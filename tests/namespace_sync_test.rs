//! 跨命名空间同步与跟踪集成测试
//!
//! 用进程内 Mock 总线串起两个（以及一个迟到加入的第三个）服务实例，
//! 验证快照收敛、回声抑制、跟踪所有权广告与请求转发。

use std::sync::Arc;
use std::time::Duration;

use ant::config::{AppConfig, AppSection, SyncSection};
use ant::external::mock::{
    MockActionEngine, MockComponentCatalog, MockPipeCatalog, MockRegistrar, MockSyncHub,
};
use ant::external::{service_ids, TrackObjectResponse};
use ant::repository::{Item, ItemPayload, MapPayload, ObjectPayload};
use ant::sync::SyncAction;
use ant::tracking::{ParamKey, PipeDescriptor, PipeSegment};
use ant::{Collaborators, ContextService};

struct Namespace {
    service: ContextService,
    registrar: Arc<MockRegistrar>,
    pipes: Arc<MockPipeCatalog>,
}

async fn start_namespace(
    name: &str,
    repo_hub: &Arc<MockSyncHub>,
    tracked_hub: &Arc<MockSyncHub>,
) -> Namespace {
    let repo_inbound = repo_hub.subscribe().await;
    let tracked_inbound = tracked_hub.subscribe().await;

    let registrar = Arc::new(MockRegistrar::new());
    let pipes = Arc::new(MockPipeCatalog::new());
    let cfg = AppConfig {
        app: AppSection {
            namespace: name.to_string(),
        },
        // 周期重发拉长到测试窗口之外，只保留启动时的 RequestConfig
        sync: SyncSection {
            request_interval_secs: 60,
        },
        ..Default::default()
    };
    let collaborators = Collaborators {
        registrar: registrar.clone(),
        engine: Arc::new(MockActionEngine::new()),
        components: Arc::new(MockComponentCatalog::new()),
        pipes: pipes.clone(),
        repo_channel: repo_hub.clone(),
        tracked_channel: tracked_hub.clone(),
    };

    Namespace {
        service: ContextService::start(&cfg, collaborators, repo_inbound, tracked_inbound),
        registrar,
        pipes,
    }
}

fn camera_pipe() -> PipeDescriptor {
    PipeDescriptor {
        category: "camera".to_string(),
        segments: vec![PipeSegment {
            segment_type: "camera".to_string(),
            required_parameters: vec![ParamKey::TfPrefix],
        }],
    }
}

fn demo_scene() -> Vec<Item> {
    vec![
        Item::new(
            "floor1",
            "",
            ItemPayload::Map(MapPayload {
                topic: "/floor1/map".to_string(),
                ..Default::default()
            }),
        )
        .with_maintainer("ns1"),
        Item::new(
            "table",
            "floor1",
            ItemPayload::Object(ObjectPayload {
                detection_methods: vec!["camera".to_string()],
                ..Default::default()
            }),
        )
        .with_maintainer("ns1"),
    ]
}

#[tokio::test]
async fn test_local_update_converges_without_echo() {
    let repo_hub = MockSyncHub::new();
    let tracked_hub = MockSyncHub::new();
    let ns1 = start_namespace("ns1", &repo_hub, &tracked_hub).await;
    let ns2 = start_namespace("ns2", &repo_hub, &tracked_hub).await;
    tokio::time::sleep(Duration::from_millis(50)).await;

    let failed = ns1.service.update_repository(demo_scene()).await;
    assert!(failed.is_empty());
    tokio::time::sleep(Duration::from_millis(200)).await;

    // ns2 收敛到 ns1 的快照
    let table = ns2.service.get_item("table").await.unwrap();
    assert_eq!(table.parent, "floor1");
    assert_eq!(table.maintainer, "ns1");

    // 合并不触发再广告：仓库通道上所有 AdvertiseConfig 都来自 ns1
    for envelope in repo_hub.log().await {
        if envelope.action == SyncAction::AdvertiseConfig {
            assert_eq!(envelope.namespace, "ns1");
        }
    }

    ns1.service.shutdown();
    ns2.service.shutdown();
}

#[tokio::test]
async fn test_late_joiner_converges_via_request_config() {
    let repo_hub = MockSyncHub::new();
    let tracked_hub = MockSyncHub::new();
    let ns1 = start_namespace("ns1", &repo_hub, &tracked_hub).await;
    tokio::time::sleep(Duration::from_millis(50)).await;

    ns1.service.update_repository(demo_scene()).await;
    tokio::time::sleep(Duration::from_millis(50)).await;

    // ns3 迟到加入：启动时的 RequestConfig 让 ns1 重新广告
    let ns3 = start_namespace("ns3", &repo_hub, &tracked_hub).await;
    tokio::time::sleep(Duration::from_millis(200)).await;

    assert!(ns3.service.get_item("floor1").await.is_ok());
    assert!(ns3.service.get_item("table").await.is_ok());

    ns1.service.shutdown();
    ns3.service.shutdown();
}

#[tokio::test]
async fn test_tracking_ownership_is_advertised_and_forwarded() {
    let repo_hub = MockSyncHub::new();
    let tracked_hub = MockSyncHub::new();
    let ns1 = start_namespace("ns1", &repo_hub, &tracked_hub).await;
    let ns2 = start_namespace("ns2", &repo_hub, &tracked_hub).await;
    tokio::time::sleep(Duration::from_millis(50)).await;

    ns1.service.update_repository(demo_scene()).await;
    ns1.pipes.insert(camera_pipe()).await;
    tokio::time::sleep(Duration::from_millis(200)).await;

    // ns1 开始跟踪，ns2 通过跟踪对象通道得知所有权
    let response = ns1.service.track_object("table").await.unwrap();
    assert_eq!(response.object_topic, "ns1/object_tracker/table");
    tokio::time::sleep(Duration::from_millis(100)).await;
    assert_eq!(
        ns2.service.coordinator().remote_owner("table").await.unwrap(),
        "ns1"
    );

    // ns2 的跟踪请求被原样转发给 ns1
    let forwarded = TrackObjectResponse {
        resource_id: response.resource_id.clone(),
        object_topic: response.object_topic.clone(),
    };
    ns2.registrar
        .push_response(
            service_ids::TRACK_OBJECT,
            Ok(serde_json::to_value(&forwarded).unwrap()),
        )
        .await;
    let remote_response = ns2.service.track_object("table").await.unwrap();
    assert_eq!(remote_response.object_topic, "ns1/object_tracker/table");
    assert!(ns2.service.coordinator().session_for_item("table").await.is_none());

    // 停止跟踪后 RemoveConfig 清除远程所有权记录
    ns1.service.untrack_object("table").await.unwrap();
    tokio::time::sleep(Duration::from_millis(100)).await;
    assert!(ns2.service.coordinator().remote_owner("table").await.is_none());

    ns1.service.shutdown();
    ns2.service.shutdown();
}
//! 可观测性：日志默认 info，可通过 RUST_LOG 覆盖

use tracing_subscriber::{fmt, prelude::*, EnvFilter};

pub fn init() {
    tracing_subscriber::registry()
        .with(EnvFilter::from_default_env().add_directive("info".parse().unwrap()))
        .with(fmt::layer())
        .init();
}
//! 环境模型条目
//!
//! 条目类型是封闭和类型（Object / Map / Robot / Component），所有分发点穷尽匹配；
//! 新增类型时由编译器指出每一处需要更新的 match。

use chrono::{DateTime, Utc};
use serde::{Deserialize, Serialize};

/// 三维位姿（位置 + 四元数朝向），相对于父条目坐标系
#[derive(Debug, Clone, Copy, PartialEq, Serialize, Deserialize)]
pub struct Pose {
    pub x: f64,
    pub y: f64,
    pub z: f64,
    pub qx: f64,
    pub qy: f64,
    pub qz: f64,
    pub qw: f64,
}

impl Default for Pose {
    fn default() -> Self {
        // 单位四元数
        Self {
            x: 0.0,
            y: 0.0,
            z: 0.0,
            qx: 0.0,
            qy: 0.0,
            qz: 0.0,
            qw: 1.0,
        }
    }
}

/// 条目类型判别（与 ItemPayload 变体一一对应）
#[derive(Debug, Clone, Copy, PartialEq, Eq, Hash, Serialize, Deserialize)]
#[serde(rename_all = "UPPERCASE")]
pub enum ItemKind {
    Object,
    Map,
    Robot,
    Component,
}

/// 可被跟踪的普通物体
#[derive(Debug, Clone, PartialEq, Default, Serialize, Deserialize)]
pub struct ObjectPayload {
    #[serde(default)]
    pub pose: Pose,
    /// 能跟踪该物体的检测方法（管线类别名），按声明顺序
    #[serde(default)]
    pub detection_methods: Vec<String>,
    /// 视觉标签 ID（如 AR tag），无标签物体为 None
    #[serde(default)]
    pub tag_id: Option<u32>,
}

/// 地图条目：提供全局坐标系与地图数据话题
#[derive(Debug, Clone, PartialEq, Default, Serialize, Deserialize)]
pub struct MapPayload {
    #[serde(default)]
    pub pose: Pose,
    /// 地图数据发布话题
    #[serde(default)]
    pub topic: String,
    #[serde(default)]
    pub detection_methods: Vec<String>,
}

/// 机器人条目：携带里程计与基座坐标系名
#[derive(Debug, Clone, PartialEq, Default, Serialize, Deserialize)]
pub struct RobotPayload {
    #[serde(default)]
    pub pose: Pose,
    #[serde(default)]
    pub odom_frame_id: String,
    #[serde(default)]
    pub base_frame_id: String,
    #[serde(default)]
    pub detection_methods: Vec<String>,
}

/// 传感组件条目（相机、激光雷达等）；没有检测方法
#[derive(Debug, Clone, PartialEq, Default, Serialize, Deserialize)]
pub struct ComponentPayload {
    #[serde(default)]
    pub pose: Pose,
}

/// 条目载荷：类型特定字段的封闭和类型
#[derive(Debug, Clone, PartialEq, Serialize, Deserialize)]
#[serde(tag = "type", rename_all = "UPPERCASE")]
pub enum ItemPayload {
    Object(ObjectPayload),
    Map(MapPayload),
    Robot(RobotPayload),
    Component(ComponentPayload),
}

impl ItemPayload {
    pub fn kind(&self) -> ItemKind {
        match self {
            Self::Object(_) => ItemKind::Object,
            Self::Map(_) => ItemKind::Map,
            Self::Robot(_) => ItemKind::Robot,
            Self::Component(_) => ItemKind::Component,
        }
    }

    /// 检测方法列表；Component 没有检测方法，返回 None
    pub fn detection_methods(&self) -> Option<&[String]> {
        match self {
            Self::Object(p) => Some(&p.detection_methods),
            Self::Map(p) => Some(&p.detection_methods),
            Self::Robot(p) => Some(&p.detection_methods),
            Self::Component(_) => None,
        }
    }
}

/// 仓库存储单元：名字全局唯一（命名空间内），parent 为空表示根
#[derive(Debug, Clone, PartialEq, Serialize, Deserialize)]
pub struct Item {
    pub name: String,
    /// 父条目名；空串 = 根条目。名字引用而非指针（扁平表 + 索引）
    #[serde(default)]
    pub parent: String,
    /// 对该条目派生输出（如位姿广播）负责的命名空间
    #[serde(default)]
    pub maintainer: String,
    /// 最后写入时间；合并时严格更新的时间戳才会覆盖
    pub stamp: DateTime<Utc>,
    pub payload: ItemPayload,
}

impl Item {
    pub fn new(name: impl Into<String>, parent: impl Into<String>, payload: ItemPayload) -> Self {
        Self {
            name: name.into(),
            parent: parent.into(),
            maintainer: String::new(),
            stamp: Utc::now(),
            payload,
        }
    }

    pub fn with_maintainer(mut self, maintainer: impl Into<String>) -> Self {
        self.maintainer = maintainer.into();
        self
    }

    pub fn with_stamp(mut self, stamp: DateTime<Utc>) -> Self {
        self.stamp = stamp;
        self
    }

    pub fn kind(&self) -> ItemKind {
        self.payload.kind()
    }

    pub fn is_root(&self) -> bool {
        self.parent.is_empty()
    }
}

#[cfg(test)]
mod tests {
    use super::*;

    #[test]
    fn test_kind_matches_payload() {
        let item = Item::new("cam0", "robot1", ItemPayload::Component(ComponentPayload::default()));
        assert_eq!(item.kind(), ItemKind::Component);
        assert!(!item.is_root());
    }

    #[test]
    fn test_component_has_no_detection_methods() {
        let payload = ItemPayload::Component(ComponentPayload::default());
        assert!(payload.detection_methods().is_none());

        let payload = ItemPayload::Object(ObjectPayload {
            detection_methods: vec!["camera".to_string()],
            ..Default::default()
        });
        assert_eq!(payload.detection_methods(), Some(&["camera".to_string()][..]));
    }

    #[test]
    fn test_payload_serde_round_trip() {
        let item = Item::new(
            "map1",
            "",
            ItemPayload::Map(MapPayload {
                topic: "/map".to_string(),
                detection_methods: vec!["slam".to_string()],
                ..Default::default()
            }),
        )
        .with_maintainer("ns1");

        let json = serde_json::to_string(&item).unwrap();
        assert!(json.contains("\"type\":\"MAP\""));

        let back: Item = serde_json::from_str(&json).unwrap();
        assert_eq!(back, item);
    }
}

··········

→ Problem description: The lines that contain the word "tests" are wanted; copy each of them from the records.

→ Response box:
filename tests/namespace_sync_test.rs
mod tests {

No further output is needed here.